Transparancy chatter is a current fashion. . .
Media organizations/blogs are already very transparent. You can see who is advertising and you know who the blogger works for. Thus when Robert Scoble blogs about MSFT, the monetary connection is transparent yet it doesn't detract from his passion or his views.
Do people want to peek into the PR pitching and story-production-process? I doubt it, it's boring but hey, if they have the time on their hands let them check it out.
I often write and speak on the topic of how news is written and how PR companies attempt to manipulate the press through many strategies. I think it's useful to know how the media sausage is made, and this is a form of media literacy that we should be teaching in the schools.
But I'm not sure there is much usefulness in having access to every minute of my day--who I interact with, where I ate lunch (today at Town Hall--guest of Horn Group and their clients RightNow Technologies, Collabnet, and MySQL.)
I sometimes publish the pitches sent to me, but only if they are well written. Sometimes the pitches will be better than the press release that is sent out. And I will publish more about how the sausage is made because there is a tremenous amount of misunderstanding at how media is produced.
One of the ways PR companies manipulate the press is through granting or refusing access to their top executives. This is part of the belief that they must control a company message and punish those that seem hostile. Let's make such processes and attempts at manipulatin transparent.
This is very much old rules thinking and doesn't work anymore. The new rules approach is let go of trying to control the client's message and the interaction with the media.
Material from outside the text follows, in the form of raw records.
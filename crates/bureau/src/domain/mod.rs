//! Domain Layer
//!
//! Pure domain logic without infrastructure dependencies.
//! Contains entities, value objects, domain services, configuration and errors.

pub mod config;
pub mod entities;
pub mod errors;
pub mod services;
pub mod value_objects;

// Re-exports for convenience
pub use config::*;
pub use entities::*;
pub use errors::*;
pub use services::{Scored, Searchable};
pub use value_objects::*;
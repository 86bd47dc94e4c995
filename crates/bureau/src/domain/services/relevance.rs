//! Relevance - Text search scoring
//!
//! Every searchable entity is scored by its best matching category.
//! Matching is case-insensitive.

use std::borrow::Cow;

use serde::Serialize;

/// Exact (case-insensitive) title match
pub const SCORE_EXACT_TITLE: u32 = 100;
pub const SCORE_TITLE_PREFIX: u32 = 75;
pub const SCORE_TITLE_SUBSTRING: u32 = 50;
/// Query found in one of the tags
pub const SCORE_TAG: u32 = 25;
pub const SCORE_BODY: u32 = 10;

/// Entities that take part in text search
pub trait Searchable {
    fn title(&self) -> Cow<'_, str>;
    fn tags(&self) -> &[String];
    /// Description or other free text
    fn body(&self) -> Option<&str>;
}

#[derive(Debug, Clone, PartialEq, Serialize)]
pub struct Scored<T> {
    pub item: T,
    /// `None` when no query was given
    pub score: Option<u32>,
}

/// Best category score of `item` for an already lowercased, trimmed query
fn score_normalized<S: Searchable>(item: &S, needle: &str) -> Option<u32> {
    let title = item.title().to_lowercase();
    if title == needle {
        return Some(SCORE_EXACT_TITLE);
    }
    if title.starts_with(needle) {
        return Some(SCORE_TITLE_PREFIX);
    }
    if title.contains(needle) {
        return Some(SCORE_TITLE_SUBSTRING);
    }
    if item.tags().iter().any(|tag| tag.to_lowercase().contains(needle)) {
        return Some(SCORE_TAG);
    }
    match item.body() {
        Some(body) if body.to_lowercase().contains(needle) => Some(SCORE_BODY),
        _ => None,
    }
}

/// Score one item; `None` means no match
pub fn score<S: Searchable>(item: &S, query: &str) -> Option<u32> {
    let needle = query.trim().to_lowercase();
    if needle.is_empty() {
        return None;
    }
    score_normalized(item, &needle)
}

/// Rank items by score, highest first; ties keep the incoming order.
/// An empty query returns everything unscored.
pub fn rank<S: Searchable>(items: Vec<S>, query: &str) -> Vec<Scored<S>> {
    let needle = query.trim().to_lowercase();
    if needle.is_empty() {
        return items
            .into_iter()
            .map(|item| Scored { item, score: None })
            .collect();
    }

    let mut scored: Vec<Scored<S>> = items
        .into_iter()
        .filter_map(|item| {
            score_normalized(&item, &needle).map(|s| Scored {
                item,
                score: Some(s),
            })
        })
        .collect();
    // sort_by is stable
    scored.sort_by(|a, b| b.score.cmp(&a.score));
    scored
}

#[cfg(test)]
mod tests {
    use super::*;

    struct Doc {
        title: &'static str,
        tags: Vec<String>,
        body: Option<&'static str>,
    }

    impl Searchable for Doc {
        fn title(&self) -> Cow<'_, str> {
            Cow::Borrowed(self.title)
        }
        fn tags(&self) -> &[String] {
            &self.tags
        }
        fn body(&self) -> Option<&str> {
            self.body
        }
    }

    fn doc(title: &'static str, tags: &[&str], body: Option<&'static str>) -> Doc {
        Doc {
            title,
            tags: tags.iter().map(|t| t.to_string()).collect(),
            body,
        }
    }

    #[test]
    fn test_categories_are_ordered() {
        let docs = vec![
            doc("Quarterly report", &[], Some("includes the invoice totals")),
            doc("Supplier list", &["invoice"], None),
            doc("Paid invoice", &[], None),
            doc("Invoice March", &[], None),
            doc("Invoice", &[], None),
        ];
        let ranked = rank(docs, "invoice");
        let order: Vec<(&str, Option<u32>)> =
            ranked.iter().map(|s| (s.item.title, s.score)).collect();
        assert_eq!(
            order,
            vec![
                ("Invoice", Some(100)),
                ("Invoice March", Some(75)),
                ("Paid invoice", Some(50)),
                ("Supplier list", Some(25)),
                ("Quarterly report", Some(10)),
            ]
        );
    }

    #[test]
    fn test_ties_keep_insertion_order() {
        let docs = vec![doc("Invoice March", &[], None), doc("Invoice April", &[], None)];
        let ranked = rank(docs, "INVOICE");
        assert_eq!(ranked[0].item.title, "Invoice March");
        assert_eq!(ranked[1].item.title, "Invoice April");
        assert!(ranked.iter().all(|s| s.score == Some(SCORE_TITLE_PREFIX)));
    }

    #[test]
    fn test_no_match_and_empty_query() {
        let docs = vec![doc("Invoice March", &[], None), doc("Invoice April", &[], None)];
        assert!(rank(docs, "xyz").is_empty());

        let docs = vec![doc("Invoice March", &[], None), doc("Invoice April", &[], None)];
        let all = rank(docs, "   ");
        assert_eq!(all.len(), 2);
        assert!(all.iter().all(|s| s.score.is_none()));
        assert_eq!(score(&doc("A", &[], None), ""), None);
    }
}
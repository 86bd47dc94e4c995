//! Notification - Inbox entry produced by document workflows

use chrono::{DateTime, Utc};
use serde::{Deserialize, Serialize};
use uuid::Uuid;

use super::entity::{Entity, Validate};
use crate::domain::config::DomainConfig;
use crate::domain::errors::DomainError;
use crate::domain::value_objects::FieldValue;

#[derive(Debug, Clone, PartialEq, Serialize, Deserialize)]
pub struct Notification {
    pub id: Uuid,
    /// Recipient email, stored lowercase
    pub recipient: String,
    pub subject: String,
    pub body: String,
    pub workflow_id: Option<Uuid>,
    pub read: bool,
    pub created_at: DateTime<Utc>,
    pub updated_at: DateTime<Utc>,
}

#[derive(Debug, Clone)]
pub struct NewNotification {
    pub recipient: String,
    pub subject: String,
    pub body: String,
    pub workflow_id: Option<Uuid>,
}

#[derive(Debug, Clone, Default)]
pub struct NotificationPatch {
    pub read: Option<bool>,
}

impl Notification {
    pub const BY_RECIPIENT: &'static str = "recipient";
}

impl Validate for NewNotification {
    fn validate(&self, _config: &DomainConfig) -> Result<(), DomainError> {
        if self.recipient.trim().is_empty() {
            return Err(DomainError::validation("recipient", "must not be empty"));
        }
        Ok(())
    }
}

impl Entity for Notification {
    const ENTITY_TYPE: &'static str = "Notification";
    const FIELDS: &'static [&'static str] = &[
        "id",
        "recipient",
        "subject",
        "body",
        "workflow_id",
        "read",
        "created_at",
        "updated_at",
    ];
    const INDEXES: &'static [&'static str] = &[Self::BY_RECIPIENT];

    type Draft = NewNotification;
    type Patch = NotificationPatch;

    fn from_draft(id: Uuid, now: DateTime<Utc>, draft: NewNotification) -> Self {
        Self {
            id,
            recipient: draft.recipient.trim().to_lowercase(),
            subject: draft.subject,
            body: draft.body,
            workflow_id: draft.workflow_id,
            read: false,
            created_at: now,
            updated_at: now,
        }
    }

    fn apply_patch(&mut self, patch: NotificationPatch) {
        if let Some(read) = patch.read {
            self.read = read;
        }
    }

    fn id(&self) -> Uuid {
        self.id
    }

    fn created_at(&self) -> DateTime<Utc> {
        self.created_at
    }

    fn updated_at(&self) -> DateTime<Utc> {
        self.updated_at
    }

    fn set_timestamps(&mut self, created_at: DateTime<Utc>, updated_at: DateTime<Utc>) {
        self.created_at = created_at;
        self.updated_at = updated_at;
    }

    fn field(&self, name: &str) -> Option<FieldValue> {
        Some(match name {
            "id" => self.id.into(),
            "recipient" => self.recipient.as_str().into(),
            "subject" => self.subject.as_str().into(),
            "body" => self.body.as_str().into(),
            "workflow_id" => self.workflow_id.into(),
            "read" => self.read.into(),
            "created_at" => self.created_at.into(),
            "updated_at" => self.updated_at.into(),
            _ => return None,
        })
    }

    fn index_keys(&self, index: &str) -> Vec<String> {
        match index {
            Self::BY_RECIPIENT => vec![self.recipient.clone()],
            _ => Vec::new(),
        }
    }
}
//! Deterministic wiring shared by the application service tests

use std::sync::Arc;

use bureau::domain::{NewDocument, NewDocumentLink};
use bureau::{
    Clock, Contact, Deal, Document, DocumentLink, DomainConfig, Employee, Entity, Folder,
    LeaveRequest, LinkedEntityType, Notification, Repo, Segment, SignatureWorkflow,
};
use chrono::{DateTime, TimeZone, Utc};

use super::{
    DocumentService, FolderService, HrService, MarketingService, PipelineService,
    SignatureService,
};
use crate::adapters::{InMemoryRepository, ManualClock, SequentialIds};

pub struct Fixture {
    pub clock: Arc<ManualClock>,
    pub ids: Arc<SequentialIds>,
    pub config: Arc<DomainConfig>,
    pub folders: Repo<Folder>,
    pub docs: Repo<Document>,
    pub links: Repo<DocumentLink>,
    pub workflows: Repo<SignatureWorkflow>,
    pub notifications: Repo<Notification>,
    pub employees: Repo<Employee>,
    pub leave: Repo<LeaveRequest>,
    pub contacts: Repo<Contact>,
    pub segments: Repo<Segment>,
    pub deals: Repo<Deal>,
}

impl Fixture {
    pub fn new() -> Self {
        let start = Utc.with_ymd_and_hms(2026, 3, 2, 9, 0, 0).single().unwrap();
        let clock = Arc::new(ManualClock::new(start));
        let ids = Arc::new(SequentialIds::new());
        Self {
            folders: repo(&ids, &clock),
            docs: repo(&ids, &clock),
            links: repo(&ids, &clock),
            workflows: repo(&ids, &clock),
            notifications: repo(&ids, &clock),
            employees: repo(&ids, &clock),
            leave: repo(&ids, &clock),
            contacts: repo(&ids, &clock),
            segments: repo(&ids, &clock),
            deals: repo(&ids, &clock),
            config: Arc::new(DomainConfig::default()),
            clock,
            ids,
        }
    }

    pub fn clock_now(&self) -> DateTime<Utc> {
        self.clock.now()
    }

    /// File a fresh document and link it to one CRM record
    pub async fn link_document(&self, entity_type: LinkedEntityType, entity_id: &str) -> DocumentLink {
        let documents = self.documents();
        let document = documents
            .create(NewDocument::new("Attachment", "application/pdf", 512))
            .await
            .unwrap();
        documents
            .link(NewDocumentLink {
                document_id: document.id,
                entity_type,
                entity_id: entity_id.to_string(),
                note: None,
            })
            .await
            .unwrap()
    }

    pub fn documents(&self) -> DocumentService {
        DocumentService::new(
            self.docs.clone(),
            self.links.clone(),
            self.workflows.clone(),
            self.folders.clone(),
            self.config.clone(),
        )
    }

    pub fn folders(&self) -> FolderService {
        FolderService::new(
            self.folders.clone(),
            Arc::new(self.documents()),
            self.config.clone(),
        )
    }

    pub fn signatures(&self) -> SignatureService {
        SignatureService::new(
            self.workflows.clone(),
            self.docs.clone(),
            self.notifications.clone(),
            self.ids.clone(),
            self.clock.clone(),
            self.config.clone(),
        )
    }

    pub fn hr(&self) -> HrService {
        HrService::new(
            self.employees.clone(),
            self.leave.clone(),
            Arc::new(self.documents()),
            self.clock.clone(),
            self.config.clone(),
        )
    }

    pub fn marketing(&self) -> MarketingService {
        MarketingService::new(
            self.contacts.clone(),
            self.segments.clone(),
            self.deals.clone(),
            Arc::new(self.documents()),
            self.config.clone(),
        )
    }

    pub fn pipeline(&self) -> PipelineService {
        PipelineService::new(
            self.deals.clone(),
            self.contacts.clone(),
            Arc::new(self.documents()),
            self.clock.clone(),
            self.config.clone(),
        )
    }
}

fn repo<T: Entity>(ids: &Arc<SequentialIds>, clock: &Arc<ManualClock>) -> Repo<T> {
    Arc::new(InMemoryRepository::<T>::new(ids.clone(), clock.clone()))
}
//! Filter - ANDed clauses evaluated by the query layer

use serde::{Deserialize, Serialize};

use super::FieldValue;

/// Comparison operator of a filter clause
#[derive(Debug, Clone, Copy, Serialize, Deserialize, PartialEq, Eq)]
#[serde(rename_all = "snake_case")]
pub enum FilterOperator {
    Equals,
    Contains,
    #[serde(alias = "startsWith")]
    StartsWith,
    #[serde(alias = "endsWith")]
    EndsWith,
    #[serde(alias = "greaterThan")]
    GreaterThan,
    #[serde(alias = "lessThan")]
    LessThan,
    /// Inclusive range, value is a two-element list
    Between,
    /// Value is a list of accepted values
    In,
}

impl std::fmt::Display for FilterOperator {
    fn fmt(&self, f: &mut std::fmt::Formatter<'_>) -> std::fmt::Result {
        match self {
            FilterOperator::Equals => write!(f, "equals"),
            FilterOperator::Contains => write!(f, "contains"),
            FilterOperator::StartsWith => write!(f, "starts_with"),
            FilterOperator::EndsWith => write!(f, "ends_with"),
            FilterOperator::GreaterThan => write!(f, "greater_than"),
            FilterOperator::LessThan => write!(f, "less_than"),
            FilterOperator::Between => write!(f, "between"),
            FilterOperator::In => write!(f, "in"),
        }
    }
}

impl std::str::FromStr for FilterOperator {
    type Err = String;

    fn from_str(s: &str) -> Result<Self, Self::Err> {
        // Accept both snake_case and the camelCase spelling used by dashboard clients
        match s.replace('_', "").to_lowercase().as_str() {
            "equals" | "eq" => Ok(FilterOperator::Equals),
            "contains" => Ok(FilterOperator::Contains),
            "startswith" => Ok(FilterOperator::StartsWith),
            "endswith" => Ok(FilterOperator::EndsWith),
            "greaterthan" | "gt" => Ok(FilterOperator::GreaterThan),
            "lessthan" | "lt" => Ok(FilterOperator::LessThan),
            "between" => Ok(FilterOperator::Between),
            "in" => Ok(FilterOperator::In),
            _ => Err(format!("Unknown filter operator: {}", s)),
        }
    }
}

/// One `{ field, operator, value }` predicate
#[derive(Debug, Clone, PartialEq, Serialize, Deserialize)]
pub struct FilterClause {
    pub field: String,
    pub operator: FilterOperator,
    pub value: FieldValue,
}

impl FilterClause {
    pub fn new(field: impl Into<String>, operator: FilterOperator, value: impl Into<FieldValue>) -> Self {
        Self {
            field: field.into(),
            operator,
            value: value.into(),
        }
    }

    pub fn equals(field: impl Into<String>, value: impl Into<FieldValue>) -> Self {
        Self::new(field, FilterOperator::Equals, value)
    }

    pub fn contains(field: impl Into<String>, value: impl Into<FieldValue>) -> Self {
        Self::new(field, FilterOperator::Contains, value)
    }

    pub fn between(
        field: impl Into<String>,
        low: impl Into<FieldValue>,
        high: impl Into<FieldValue>,
    ) -> Self {
        Self::new(
            field,
            FilterOperator::Between,
            FieldValue::List(vec![low.into(), high.into()]),
        )
    }
}

/// Conjunction of clauses; an empty filter matches everything
#[derive(Debug, Clone, Default, PartialEq, Serialize, Deserialize)]
pub struct Filter {
    #[serde(default)]
    pub clauses: Vec<FilterClause>,
}

impl Filter {
    pub fn new() -> Self {
        Self::default()
    }

    pub fn and(mut self, clause: FilterClause) -> Self {
        self.clauses.push(clause);
        self
    }

    pub fn is_empty(&self) -> bool {
        self.clauses.is_empty()
    }
}

impl From<Vec<FilterClause>> for Filter {
    fn from(clauses: Vec<FilterClause>) -> Self {
        Self { clauses }
    }
}
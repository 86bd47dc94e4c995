//! Pipeline Application Service (Use Case)
//!
//! Deals and the per-stage view of the sales pipeline.

use std::sync::Arc;
use uuid::Uuid;

use bureau::domain::{optional_key, DealPatch, NewDeal};
use bureau::{
    Clock, Contact, Deal, DealStage, DomainConfig, DomainError, Filter, LinkedEntityType, Repo,
    Validate,
};

use super::DocumentService;

/// Totals of one pipeline column
#[derive(Debug, Clone, PartialEq)]
pub struct StageTotals {
    pub stage: DealStage,
    pub count: usize,
    pub total_amount: f64,
    /// Sum of amounts weighted by the stage's win probability
    pub weighted_amount: f64,
}

/// Application service for Deal operations
pub struct PipelineService {
    deals: Repo<Deal>,
    contacts: Repo<Contact>,
    documents: Arc<DocumentService>,
    clock: Arc<dyn Clock>,
    config: Arc<DomainConfig>,
}

impl PipelineService {
    pub fn new(
        deals: Repo<Deal>,
        contacts: Repo<Contact>,
        documents: Arc<DocumentService>,
        clock: Arc<dyn Clock>,
        config: Arc<DomainConfig>,
    ) -> Self {
        Self {
            deals,
            contacts,
            documents,
            clock,
            config,
        }
    }

    /// Get all Deals
    pub async fn list_all(&self) -> Result<Vec<Deal>, DomainError> {
        self.deals.find_all().await
    }

    pub async fn find(&self, filter: &Filter) -> Result<Vec<Deal>, DomainError> {
        self.deals.find_where(filter).await
    }

    /// Get a Deal by ID
    pub async fn get_by_id(&self, id: Uuid) -> Result<Option<Deal>, DomainError> {
        self.deals.find_by_id(id).await
    }

    pub async fn list_by_stage(&self, stage: DealStage) -> Result<Vec<Deal>, DomainError> {
        self.deals
            .find_by_index(Deal::BY_STAGE, &stage.to_string())
            .await
    }

    pub async fn list_by_owner(&self, owner_id: &str) -> Result<Vec<Deal>, DomainError> {
        self.deals.find_by_index(Deal::BY_OWNER, owner_id).await
    }

    pub async fn list_for_contact(&self, contact_id: Uuid) -> Result<Vec<Deal>, DomainError> {
        self.deals
            .find_by_index(Deal::BY_CONTACT, &optional_key(Some(contact_id)))
            .await
    }

    async fn ensure_contact(&self, contact_id: Uuid) -> Result<(), DomainError> {
        match self.contacts.find_by_id(contact_id).await? {
            Some(_) => Ok(()),
            None => Err(DomainError::not_found("Contact", contact_id)),
        }
    }

    /// Create a new Deal; stage defaults to the configured one
    pub async fn create(&self, mut draft: NewDeal) -> Result<Deal, DomainError> {
        draft.validate(&self.config)?;
        if let Some(contact_id) = draft.contact_id {
            self.ensure_contact(contact_id).await?;
        }
        draft.stage = draft.stage.or(Some(self.config.default_deal_stage));

        let saved = self.deals.create(draft).await?;
        tracing::info!(
            "Created Deal: {} ({}) - {} {:.2} {}",
            saved.title,
            saved.id,
            saved.stage,
            saved.amount,
            saved.currency
        );
        Ok(saved)
    }

    pub async fn update(&self, id: Uuid, patch: DealPatch) -> Result<Deal, DomainError> {
        patch.validate(&self.config)?;
        if let Some(Some(contact_id)) = patch.contact_id {
            self.ensure_contact(contact_id).await?;
        }
        self.deals.update(id, patch).await
    }

    /// Move a Deal to another stage; won and lost deals stay closed
    pub async fn move_stage(&self, id: Uuid, stage: DealStage) -> Result<Deal, DomainError> {
        let current = self
            .deals
            .find_by_id(id)
            .await?
            .ok_or_else(|| DomainError::not_found("Deal", id))?;
        if current.stage == stage {
            return Ok(current);
        }

        let now = self.clock.now();
        let mut from = current.stage;
        let saved = self
            .deals
            .modify(
                id,
                Box::new(|deal| {
                    from = deal.stage;
                    deal.move_to(stage, now)
                }),
            )
            .await?;
        tracing::info!("Deal {} moved: {} -> {}", id, from, stage);
        Ok(saved)
    }

    /// Delete a Deal along with the document links pointing at it
    pub async fn delete(&self, id: Uuid) -> Result<bool, DomainError> {
        if self.deals.find_by_id(id).await?.is_none() {
            return Ok(false);
        }
        let unlinked = self
            .documents
            .unlink_target(LinkedEntityType::Deal, &id.to_string())
            .await?;

        let deleted = self.deals.delete(id).await?;
        if deleted {
            tracing::info!("Deleted Deal: {} ({} document link(s))", id, unlinked);
        }
        Ok(deleted)
    }

    /// One entry per stage, in pipeline order, including empty stages
    pub async fn summary(&self) -> Result<Vec<StageTotals>, DomainError> {
        let mut totals = Vec::with_capacity(DealStage::ALL.len());
        for stage in DealStage::ALL {
            let deals = self.list_by_stage(stage).await?;
            totals.push(StageTotals {
                stage,
                count: deals.len(),
                total_amount: deals.iter().map(|d| d.amount).sum(),
                weighted_amount: deals.iter().map(Deal::weighted_amount).sum(),
            });
        }
        Ok(totals)
    }
}

#[cfg(test)]
mod tests {
    use super::*;
    use crate::application::testing::Fixture;

    fn deal(title: &str, amount: f64, stage: Option<DealStage>) -> NewDeal {
        NewDeal {
            title: title.into(),
            contact_id: None,
            owner_id: Some("sam".into()),
            stage,
            amount,
            currency: "EUR".into(),
            expected_close: None,
        }
    }

    #[tokio::test]
    async fn test_summary_totals_match_deal_amounts() {
        let fx = Fixture::new();
        let pipeline = fx.pipeline();
        pipeline.create(deal("A", 1_000.0, None)).await.unwrap();
        pipeline.create(deal("B", 2_500.0, None)).await.unwrap();
        pipeline
            .create(deal("C", 4_000.0, Some(DealStage::Proposal)))
            .await
            .unwrap();

        let summary = pipeline.summary().await.unwrap();
        assert_eq!(summary.len(), DealStage::ALL.len());
        let lead = &summary[0];
        assert_eq!(lead.stage, DealStage::Lead);
        assert_eq!(lead.count, 2);
        assert!((lead.total_amount - 3_500.0).abs() < 1e-9);
        assert!((lead.weighted_amount - 350.0).abs() < 1e-9);

        let proposal = summary.iter().find(|s| s.stage == DealStage::Proposal).unwrap();
        assert!((proposal.total_amount - 4_000.0).abs() < 1e-9);
        let all: f64 = summary.iter().map(|s| s.total_amount).sum();
        assert!((all - 7_500.0).abs() < 1e-9);
    }

    #[tokio::test]
    async fn test_stage_moves_update_the_stage_index() {
        let fx = Fixture::new();
        let pipeline = fx.pipeline();
        let d = pipeline.create(deal("Renewal", 800.0, None)).await.unwrap();

        let won = pipeline.move_stage(d.id, DealStage::Won).await.unwrap();
        assert_eq!(won.closed_at, Some(fx.clock_now()));
        assert!(pipeline.list_by_stage(DealStage::Lead).await.unwrap().is_empty());
        assert_eq!(pipeline.list_by_stage(DealStage::Won).await.unwrap().len(), 1);

        let err = pipeline.move_stage(d.id, DealStage::Lead).await.unwrap_err();
        assert!(matches!(err, DomainError::InvalidTransition { .. }));
        assert_eq!(pipeline.list_by_owner("sam").await.unwrap().len(), 1);
    }

    #[tokio::test]
    async fn test_unknown_contact_is_not_found() {
        let fx = Fixture::new();
        let mut draft = deal("Ghost", 1.0, None);
        draft.contact_id = Some(Uuid::from_u128(321));
        assert!(matches!(
            fx.pipeline().create(draft).await,
            Err(DomainError::NotFound { .. })
        ));
    }

    #[tokio::test]
    async fn test_delete_removes_document_links_to_the_deal() {
        let fx = Fixture::new();
        let pipeline = fx.pipeline();
        let d = pipeline.create(deal("Renewal", 800.0, None)).await.unwrap();
        fx.link_document(LinkedEntityType::Deal, &d.id.to_string()).await;
        let unrelated = fx.link_document(LinkedEntityType::Deal, "deal-42").await;

        assert!(pipeline.delete(d.id).await.unwrap());
        assert!(!pipeline.delete(d.id).await.unwrap());
        assert_eq!(fx.links.find_all().await.unwrap(), vec![unrelated]);
    }
}
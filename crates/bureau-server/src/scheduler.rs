//! Signature expiry sweeper
//!
//! Periodically moves overdue pending workflows to `expired` and notifies
//! their requesters.

use std::sync::Arc;
use std::time::Duration;
use tokio::time::interval;

use crate::application::SignatureService;

/// Background task expiring overdue signature workflows
pub struct ExpirySweeper {
    signatures: Arc<SignatureService>,
    period: Duration,
}

impl ExpirySweeper {
    pub fn new(signatures: Arc<SignatureService>, period: Duration) -> Self {
        Self { signatures, period }
    }

    /// Start the sweeper (runs in background)
    pub fn start(self) -> tokio::task::JoinHandle<()> {
        tokio::spawn(async move {
            self.run().await;
        })
    }

    async fn run(self) {
        tracing::info!("Expiry sweeper started (interval: {:?})", self.period);

        let mut ticker = interval(self.period);
        // Skip the first immediate tick
        ticker.tick().await;

        loop {
            ticker.tick().await;
            self.sweep_once().await;
        }
    }

    /// One pass; failures are logged and retried on the next tick
    pub async fn sweep_once(&self) -> usize {
        match self.signatures.expire_due().await {
            Ok(expired) => {
                if !expired.is_empty() {
                    tracing::info!("Expiry sweep: {} workflow(s) expired", expired.len());
                }
                expired.len()
            }
            Err(e) => {
                tracing::warn!("Expiry sweep failed: {}", e);
                0
            }
        }
    }
}

/// Start the sweeper unless `interval_secs` is 0
pub fn maybe_start_sweeper(
    signatures: Arc<SignatureService>,
    interval_secs: u64,
) -> Option<tokio::task::JoinHandle<()>> {
    if interval_secs == 0 {
        return None;
    }
    Some(ExpirySweeper::new(signatures, Duration::from_secs(interval_secs)).start())
}

#[cfg(test)]
mod tests {
    use super::*;
    use crate::application::testing::Fixture;
    use bureau::domain::{NewDocument, NewSignatureStep};
    use bureau::WorkflowStatus;

    #[tokio::test]
    async fn test_sweep_expires_overdue_workflows() {
        let fx = Fixture::new();
        let doc = fx
            .documents()
            .create(NewDocument::new("NDA", "application/pdf", 2048))
            .await
            .unwrap();
        let signatures = Arc::new(fx.signatures());
        let workflow = signatures
            .create(doc.id, "NDA".to_string(), "legal@example.com".to_string(), None)
            .await
            .unwrap();
        signatures
            .add_step(workflow.id, NewSignatureStep::new(1, "Ana", "ana@example.com"))
            .await
            .unwrap();
        signatures.start(workflow.id).await.unwrap();

        let sweeper = ExpirySweeper::new(signatures.clone(), Duration::from_secs(60));
        assert_eq!(sweeper.sweep_once().await, 0);

        fx.clock.advance(chrono::Duration::days(fx.config.signature_expiry_days + 1));
        assert_eq!(sweeper.sweep_once().await, 1);
        assert_eq!(sweeper.sweep_once().await, 0);

        let stored = signatures.get_by_id(workflow.id).await.unwrap().unwrap();
        assert_eq!(stored.status, WorkflowStatus::Expired);
    }

    #[tokio::test]
    async fn test_zero_interval_disables_sweeper() {
        let fx = Fixture::new();
        assert!(maybe_start_sweeper(Arc::new(fx.signatures()), 0).is_none());
    }
}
I don't like to be manipulated and I don't know any other journalist who likes that kind of behavior. I get fantastic access to Silicon Valley's top executives which is great, but I don't require it to do what I do.
Fortunately, top execs seek me out, they want access to my readers, which is wonderful. But smaller publications are easier to control through granting access to interviews and pre-briefings.
Unfortunately, there is no level playing field, there is no universal right to access to top management. And there cannot be, there is not enough time in the world.
That's why most of the blogosphere has to comment on the work of others, because they can't get the access. Unless they can boost their PageRank. It's a cruel law that affects every publication, online or offline.